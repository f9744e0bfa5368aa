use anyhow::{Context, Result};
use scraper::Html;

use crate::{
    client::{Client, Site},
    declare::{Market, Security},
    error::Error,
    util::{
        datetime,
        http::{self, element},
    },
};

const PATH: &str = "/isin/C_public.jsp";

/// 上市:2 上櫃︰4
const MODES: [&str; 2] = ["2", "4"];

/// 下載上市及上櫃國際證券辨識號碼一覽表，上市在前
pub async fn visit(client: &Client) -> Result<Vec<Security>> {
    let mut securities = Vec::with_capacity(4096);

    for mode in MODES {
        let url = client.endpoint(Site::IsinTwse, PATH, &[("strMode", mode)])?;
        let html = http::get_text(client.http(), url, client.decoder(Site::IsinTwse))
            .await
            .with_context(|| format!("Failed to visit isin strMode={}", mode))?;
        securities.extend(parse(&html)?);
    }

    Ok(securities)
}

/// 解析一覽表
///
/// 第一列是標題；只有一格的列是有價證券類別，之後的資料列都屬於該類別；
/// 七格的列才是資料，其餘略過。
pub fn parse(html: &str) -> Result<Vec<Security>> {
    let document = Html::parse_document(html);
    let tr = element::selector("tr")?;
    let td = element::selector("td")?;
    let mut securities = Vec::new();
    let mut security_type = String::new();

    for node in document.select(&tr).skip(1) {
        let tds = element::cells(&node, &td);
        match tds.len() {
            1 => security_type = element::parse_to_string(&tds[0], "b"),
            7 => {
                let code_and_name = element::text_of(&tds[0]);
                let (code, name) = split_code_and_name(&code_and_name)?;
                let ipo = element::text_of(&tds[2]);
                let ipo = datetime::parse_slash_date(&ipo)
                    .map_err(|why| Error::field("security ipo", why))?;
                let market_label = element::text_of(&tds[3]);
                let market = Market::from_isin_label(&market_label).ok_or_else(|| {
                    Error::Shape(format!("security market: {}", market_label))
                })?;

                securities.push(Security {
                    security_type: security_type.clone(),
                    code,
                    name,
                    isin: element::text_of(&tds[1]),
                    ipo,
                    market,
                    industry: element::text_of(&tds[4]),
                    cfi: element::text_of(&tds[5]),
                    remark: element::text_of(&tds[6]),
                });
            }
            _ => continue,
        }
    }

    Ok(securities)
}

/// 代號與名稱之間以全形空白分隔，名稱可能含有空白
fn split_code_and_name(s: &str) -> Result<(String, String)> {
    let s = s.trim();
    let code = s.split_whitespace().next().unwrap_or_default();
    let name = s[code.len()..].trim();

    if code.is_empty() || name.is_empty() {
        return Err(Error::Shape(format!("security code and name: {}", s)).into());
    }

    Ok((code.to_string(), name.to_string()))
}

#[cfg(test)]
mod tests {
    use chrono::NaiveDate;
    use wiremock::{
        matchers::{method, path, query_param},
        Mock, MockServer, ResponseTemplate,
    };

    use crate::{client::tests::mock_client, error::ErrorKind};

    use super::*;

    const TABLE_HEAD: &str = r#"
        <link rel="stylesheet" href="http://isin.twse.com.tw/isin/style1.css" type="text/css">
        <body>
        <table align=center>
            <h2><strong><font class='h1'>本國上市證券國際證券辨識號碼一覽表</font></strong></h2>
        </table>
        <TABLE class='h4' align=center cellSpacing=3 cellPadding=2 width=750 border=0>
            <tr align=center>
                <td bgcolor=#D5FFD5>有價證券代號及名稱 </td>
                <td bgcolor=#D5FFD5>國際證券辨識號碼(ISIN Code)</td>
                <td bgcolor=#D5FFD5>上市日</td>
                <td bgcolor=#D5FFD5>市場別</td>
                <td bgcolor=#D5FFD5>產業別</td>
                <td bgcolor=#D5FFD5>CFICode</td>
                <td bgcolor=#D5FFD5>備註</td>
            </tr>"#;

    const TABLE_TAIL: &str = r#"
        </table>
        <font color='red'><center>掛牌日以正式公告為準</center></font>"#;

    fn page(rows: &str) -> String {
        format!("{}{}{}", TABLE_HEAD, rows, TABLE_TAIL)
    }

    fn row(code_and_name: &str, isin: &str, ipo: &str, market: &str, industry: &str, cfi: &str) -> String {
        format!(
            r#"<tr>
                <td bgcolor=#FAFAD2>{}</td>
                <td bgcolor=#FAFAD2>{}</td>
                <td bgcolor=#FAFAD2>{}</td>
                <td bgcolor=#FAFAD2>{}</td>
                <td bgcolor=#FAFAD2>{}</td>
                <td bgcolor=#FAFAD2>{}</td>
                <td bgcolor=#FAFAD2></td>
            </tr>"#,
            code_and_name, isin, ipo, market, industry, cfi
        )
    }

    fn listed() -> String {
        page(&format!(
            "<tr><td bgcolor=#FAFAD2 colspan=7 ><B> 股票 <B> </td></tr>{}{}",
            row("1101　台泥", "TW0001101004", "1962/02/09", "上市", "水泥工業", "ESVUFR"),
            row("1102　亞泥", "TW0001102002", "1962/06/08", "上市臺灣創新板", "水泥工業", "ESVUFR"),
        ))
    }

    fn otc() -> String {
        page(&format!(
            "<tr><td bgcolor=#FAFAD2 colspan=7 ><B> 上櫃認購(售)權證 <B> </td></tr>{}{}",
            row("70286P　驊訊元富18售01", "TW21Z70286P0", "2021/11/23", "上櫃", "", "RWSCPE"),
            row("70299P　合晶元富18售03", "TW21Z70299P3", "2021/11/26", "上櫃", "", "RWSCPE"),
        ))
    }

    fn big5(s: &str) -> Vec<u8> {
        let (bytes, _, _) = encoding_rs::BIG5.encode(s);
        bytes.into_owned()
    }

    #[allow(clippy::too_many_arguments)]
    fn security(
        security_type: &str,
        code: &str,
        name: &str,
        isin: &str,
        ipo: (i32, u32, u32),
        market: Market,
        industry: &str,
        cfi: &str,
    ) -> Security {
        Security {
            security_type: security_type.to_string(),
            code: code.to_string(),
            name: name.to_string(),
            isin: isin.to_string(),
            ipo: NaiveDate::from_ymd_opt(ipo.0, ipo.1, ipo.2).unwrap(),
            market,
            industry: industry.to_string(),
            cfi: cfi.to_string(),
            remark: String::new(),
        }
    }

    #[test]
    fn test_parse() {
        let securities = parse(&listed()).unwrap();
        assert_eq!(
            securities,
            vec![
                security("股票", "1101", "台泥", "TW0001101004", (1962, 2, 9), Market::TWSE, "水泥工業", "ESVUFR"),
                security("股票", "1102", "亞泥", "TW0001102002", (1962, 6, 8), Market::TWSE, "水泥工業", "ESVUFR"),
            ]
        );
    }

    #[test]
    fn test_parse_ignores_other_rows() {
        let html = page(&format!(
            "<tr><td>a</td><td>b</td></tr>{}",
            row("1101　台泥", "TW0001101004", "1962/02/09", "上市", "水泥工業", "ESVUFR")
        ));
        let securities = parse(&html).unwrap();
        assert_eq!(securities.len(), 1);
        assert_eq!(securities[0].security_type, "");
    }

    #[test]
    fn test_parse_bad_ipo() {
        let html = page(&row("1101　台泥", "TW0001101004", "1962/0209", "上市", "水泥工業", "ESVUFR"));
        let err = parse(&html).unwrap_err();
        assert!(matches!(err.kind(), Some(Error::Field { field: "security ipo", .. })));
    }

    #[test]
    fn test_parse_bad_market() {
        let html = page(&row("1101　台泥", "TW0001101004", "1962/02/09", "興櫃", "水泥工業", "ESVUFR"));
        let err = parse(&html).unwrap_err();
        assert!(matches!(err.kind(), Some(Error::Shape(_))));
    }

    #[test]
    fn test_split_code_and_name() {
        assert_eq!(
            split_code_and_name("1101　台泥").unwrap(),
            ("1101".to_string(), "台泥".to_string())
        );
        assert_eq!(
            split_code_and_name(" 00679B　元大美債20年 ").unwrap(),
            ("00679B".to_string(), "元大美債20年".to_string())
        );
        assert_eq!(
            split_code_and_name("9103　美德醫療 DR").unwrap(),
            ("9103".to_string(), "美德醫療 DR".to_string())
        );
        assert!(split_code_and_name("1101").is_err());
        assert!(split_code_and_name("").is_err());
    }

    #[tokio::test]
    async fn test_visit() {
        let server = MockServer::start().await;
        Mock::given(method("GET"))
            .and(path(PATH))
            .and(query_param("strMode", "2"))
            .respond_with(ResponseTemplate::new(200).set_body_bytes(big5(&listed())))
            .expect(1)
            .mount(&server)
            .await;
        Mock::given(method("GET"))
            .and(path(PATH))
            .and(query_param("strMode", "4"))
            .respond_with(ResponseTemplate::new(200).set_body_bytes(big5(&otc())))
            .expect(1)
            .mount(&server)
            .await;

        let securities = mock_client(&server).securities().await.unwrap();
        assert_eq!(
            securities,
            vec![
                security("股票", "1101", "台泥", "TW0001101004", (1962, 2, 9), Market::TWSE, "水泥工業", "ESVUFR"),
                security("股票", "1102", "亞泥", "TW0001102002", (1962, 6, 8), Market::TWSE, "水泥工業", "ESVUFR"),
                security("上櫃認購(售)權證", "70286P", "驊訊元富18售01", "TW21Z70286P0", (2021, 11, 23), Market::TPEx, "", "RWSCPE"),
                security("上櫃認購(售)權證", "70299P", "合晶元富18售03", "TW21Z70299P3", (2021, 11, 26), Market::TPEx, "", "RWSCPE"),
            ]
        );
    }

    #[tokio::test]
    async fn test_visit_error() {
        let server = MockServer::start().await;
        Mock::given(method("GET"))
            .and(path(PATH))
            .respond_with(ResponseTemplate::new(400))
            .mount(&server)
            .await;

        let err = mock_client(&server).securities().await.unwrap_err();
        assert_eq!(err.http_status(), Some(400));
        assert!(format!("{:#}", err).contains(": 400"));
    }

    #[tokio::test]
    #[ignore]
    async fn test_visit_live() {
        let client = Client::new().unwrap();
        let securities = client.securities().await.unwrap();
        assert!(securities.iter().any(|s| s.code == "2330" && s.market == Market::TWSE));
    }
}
•••••
• Task goal: Going through the listing above, copy out every line that has the string "async".

• Task result:
pub async fn visit(client: &Client) -> Result<Vec<Security>> {
    async fn test_visit() {
    async fn test_visit_error() {
    async fn test_visit_live() {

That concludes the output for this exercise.